___ Data provided ___
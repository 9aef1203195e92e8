//! Voucher lifecycle service.
//!
//! Owns the state machine from purchase initiation through payment
//! confirmation and redemption. Portal requests and provider callbacks run
//! on independent request lifetimes with no ordering guarantee, so every
//! transition is delegated to the store's atomic operations; this service
//! holds no locks of its own.

use bigdecimal::BigDecimal;
use rand::Rng;
use serde::{Deserialize, Serialize};
use serde_json::Value as JsonValue;
use std::str::FromStr;
use std::sync::Arc;
use tracing::{info, warn};

use crate::error::{AppError, AppErrorKind, DomainError, ValidationError};
use crate::payments::gateway::PaymentGateway;
use crate::payments::phone::normalize_phone_number;
use crate::payments::types::{CallbackPayload, PushRequest};
use crate::store::error::StoreError;
use crate::store::repository::VoucherStore;
use crate::store::voucher::{NewVoucher, Voucher};

const CODE_ALPHABET: &[u8] = b"ABCDEFGHIJKLMNOPQRSTUVWXYZ0123456789";

/// How the portal hands out vouchers at redemption time.
#[derive(Debug, Clone, Copy, PartialEq, Eq, Serialize, Deserialize)]
#[serde(rename_all = "snake_case")]
pub enum RedemptionMode {
    /// The visitor types the code they received at purchase time.
    ExplicitCode,
    /// The portal claims any active voucher and reveals its code.
    AutoAssign,
}

impl FromStr for RedemptionMode {
    type Err = String;

    fn from_str(value: &str) -> Result<Self, Self::Err> {
        match value.trim().to_lowercase().as_str() {
            "explicit_code" | "explicit" => Ok(RedemptionMode::ExplicitCode),
            "auto_assign" | "auto" => Ok(RedemptionMode::AutoAssign),
            other => Err(format!("unsupported redemption mode: {}", other)),
        }
    }
}

/// Configuration for the lifecycle service
#[derive(Debug, Clone)]
pub struct LifecycleConfig {
    /// Voucher code length in characters
    pub code_length: usize,
    /// How many fresh codes to try when inserts collide
    pub max_code_attempts: u32,
    pub redemption_mode: RedemptionMode,
    /// Free-text line shown on the subscriber's payment prompt
    pub push_description: String,
}

impl Default for LifecycleConfig {
    fn default() -> Self {
        Self {
            code_length: 8,
            max_code_attempts: 5,
            redemption_mode: RedemptionMode::ExplicitCode,
            push_description: "Voucher Purchase".to_string(),
        }
    }
}

impl LifecycleConfig {
    pub fn from_env() -> Self {
        let defaults = Self::default();
        Self {
            code_length: std::env::var("VOUCHER_CODE_LENGTH")
                .ok()
                .and_then(|v| v.parse().ok())
                .unwrap_or(defaults.code_length),
            max_code_attempts: std::env::var("VOUCHER_MAX_CODE_ATTEMPTS")
                .ok()
                .and_then(|v| v.parse().ok())
                .unwrap_or(defaults.max_code_attempts),
            redemption_mode: std::env::var("VOUCHER_REDEMPTION_MODE")
                .ok()
                .and_then(|v| v.parse().ok())
                .unwrap_or(defaults.redemption_mode),
            push_description: std::env::var("VOUCHER_PUSH_DESCRIPTION")
                .unwrap_or(defaults.push_description),
        }
    }
}

/// Receipt returned to the buyer. The voucher is still `Pending`; it only
/// becomes usable once the provider confirms the payment.
#[derive(Debug, Clone, Serialize)]
pub struct PurchaseReceipt {
    pub voucher_code: String,
    pub provider_reference: Option<String>,
}

/// A granted redemption.
#[derive(Debug, Clone, Serialize)]
pub struct RedemptionGrant {
    pub voucher_code: String,
}

/// What a confirmation callback did to voucher state.
#[derive(Debug, Clone, Copy, PartialEq, Eq)]
pub enum ConfirmationOutcome {
    Activated,
    Rejected,
    /// Duplicate, late or unknown reference; nothing changed.
    Ignored,
}

pub struct VoucherLifecycle {
    store: Arc<dyn VoucherStore>,
    gateway: Arc<dyn PaymentGateway>,
    config: LifecycleConfig,
}

impl VoucherLifecycle {
    pub fn new(
        store: Arc<dyn VoucherStore>,
        gateway: Arc<dyn PaymentGateway>,
        config: LifecycleConfig,
    ) -> Self {
        Self {
            store,
            gateway,
            config,
        }
    }

    /// Initiates a purchase: validates input, persists a `Pending` voucher
    /// and submits the payment push with the voucher code as the correlation
    /// reference. A synchronous push failure leaves the voucher behind as
    /// `Rejected` for audit and surfaces the failure to the caller.
    pub async fn initiate_purchase(
        &self,
        raw_phone: &str,
        amount: BigDecimal,
        plan: JsonValue,
    ) -> Result<PurchaseReceipt, AppError> {
        let phone_number = normalize_phone_number(raw_phone)?;
        if amount <= BigDecimal::from(0) {
            return Err(AppError::new(AppErrorKind::Validation(
                ValidationError::InvalidAmount {
                    amount: amount.to_string(),
                    reason: "amount must be greater than zero".to_string(),
                },
            )));
        }

        let voucher = self.insert_with_fresh_code(&phone_number, &amount, plan).await?;

        let push = PushRequest {
            phone_number: phone_number.clone(),
            amount,
            reference: voucher.code.clone(),
            description: self.config.push_description.clone(),
        };

        match self.gateway.request_push(push).await {
            Ok(ack) => {
                if let Err(e) = self
                    .store
                    .set_payment_reference(&voucher.code, &ack.checkout_request_id)
                    .await
                {
                    warn!(code = %voucher.code, error = %e, "failed to record provider reference");
                }
                info!(
                    code = %voucher.code,
                    phone = %phone_number,
                    "purchase initiated, awaiting payment confirmation"
                );
                Ok(PurchaseReceipt {
                    voucher_code: voucher.code,
                    provider_reference: Some(ack.checkout_request_id),
                })
            }
            Err(push_err) => {
                warn!(code = %voucher.code, error = %push_err, "payment push failed, rejecting voucher");
                if let Err(store_err) = self.store.reject_by_code(&voucher.code).await {
                    warn!(code = %voucher.code, error = %store_err, "failed to reject voucher after push failure");
                }
                Err(push_err.into())
            }
        }
    }

    /// Applies a payment-confirmation callback. Duplicate deliveries and
    /// unknown or stale references are benign no-ops: the provider retries
    /// callbacks and may outlive our interest in a voucher.
    pub async fn confirm_payment(
        &self,
        payload: &JsonValue,
    ) -> Result<ConfirmationOutcome, AppError> {
        let callback = CallbackPayload::from_json(payload)?;

        if callback.is_success() {
            if self.store.activate_by_code(&callback.reference).await? {
                info!(
                    code = %callback.reference,
                    receipt = callback.receipt.as_deref().unwrap_or("-"),
                    "payment confirmed, voucher activated"
                );
                Ok(ConfirmationOutcome::Activated)
            } else {
                info!(code = %callback.reference, "confirmation for non-pending voucher, ignoring");
                Ok(ConfirmationOutcome::Ignored)
            }
        } else if self.store.reject_by_code(&callback.reference).await? {
            info!(
                code = %callback.reference,
                result_code = callback.result_code,
                result_desc = callback.result_desc.as_deref().unwrap_or("-"),
                "payment failed, voucher rejected"
            );
            Ok(ConfirmationOutcome::Rejected)
        } else {
            info!(code = %callback.reference, "failure callback for non-pending voucher, ignoring");
            Ok(ConfirmationOutcome::Ignored)
        }
    }

    /// Redeems a voucher under the configured mode. Exactly-once semantics
    /// under racing requests come from the store's atomic transitions.
    pub async fn redeem(&self, code: Option<&str>) -> Result<RedemptionGrant, AppError> {
        match self.config.redemption_mode {
            RedemptionMode::ExplicitCode => {
                let code = code
                    .map(str::trim)
                    .filter(|c| !c.is_empty())
                    .ok_or_else(|| {
                        AppError::new(AppErrorKind::Validation(ValidationError::MissingField {
                            field: "code".to_string(),
                        }))
                    })?;

                if self.store.redeem_by_code(code).await? {
                    info!(code = %code, "voucher redeemed");
                    Ok(RedemptionGrant {
                        voucher_code: code.to_string(),
                    })
                } else {
                    Err(AppError::new(AppErrorKind::Domain(
                        DomainError::InvalidOrUsedCode,
                    )))
                }
            }
            RedemptionMode::AutoAssign => match self.store.claim_unused_active().await? {
                Some(voucher) => {
                    info!(code = %voucher.code, "voucher claimed");
                    Ok(RedemptionGrant {
                        voucher_code: voucher.code,
                    })
                }
                None => Err(AppError::new(AppErrorKind::Domain(
                    DomainError::NoVoucherAvailable,
                ))),
            },
        }
    }

    async fn insert_with_fresh_code(
        &self,
        phone_number: &str,
        amount: &BigDecimal,
        plan: JsonValue,
    ) -> Result<Voucher, AppError> {
        for _ in 0..self.config.max_code_attempts {
            let code = generate_code(self.config.code_length);
            match self
                .store
                .insert_pending(NewVoucher {
                    code,
                    phone_number: phone_number.to_string(),
                    amount: amount.clone(),
                    plan: plan.clone(),
                })
                .await
            {
                Ok(voucher) => return Ok(voucher),
                Err(StoreError::DuplicateCode { code }) => {
                    warn!(code = %code, "voucher code collision, retrying with a fresh code");
                    continue;
                }
                Err(other) => return Err(other.into()),
            }
        }

        Err(AppError::new(AppErrorKind::Domain(
            DomainError::CodeGenerationExhausted {
                attempts: self.config.max_code_attempts,
            },
        )))
    }
}

/// Draws each character independently and uniformly from the 36-character
/// uppercase alphanumeric alphabet.
pub fn generate_code(length: usize) -> String {
    let mut rng = rand::thread_rng();
    (0..length)
        .map(|_| CODE_ALPHABET[rng.gen_range(0..CODE_ALPHABET.len())] as char)
        .collect()
}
___
Among the entries, copy every line containing the word "into".

                Err(push_err.into())
                Err(other) => return Err(other.into()),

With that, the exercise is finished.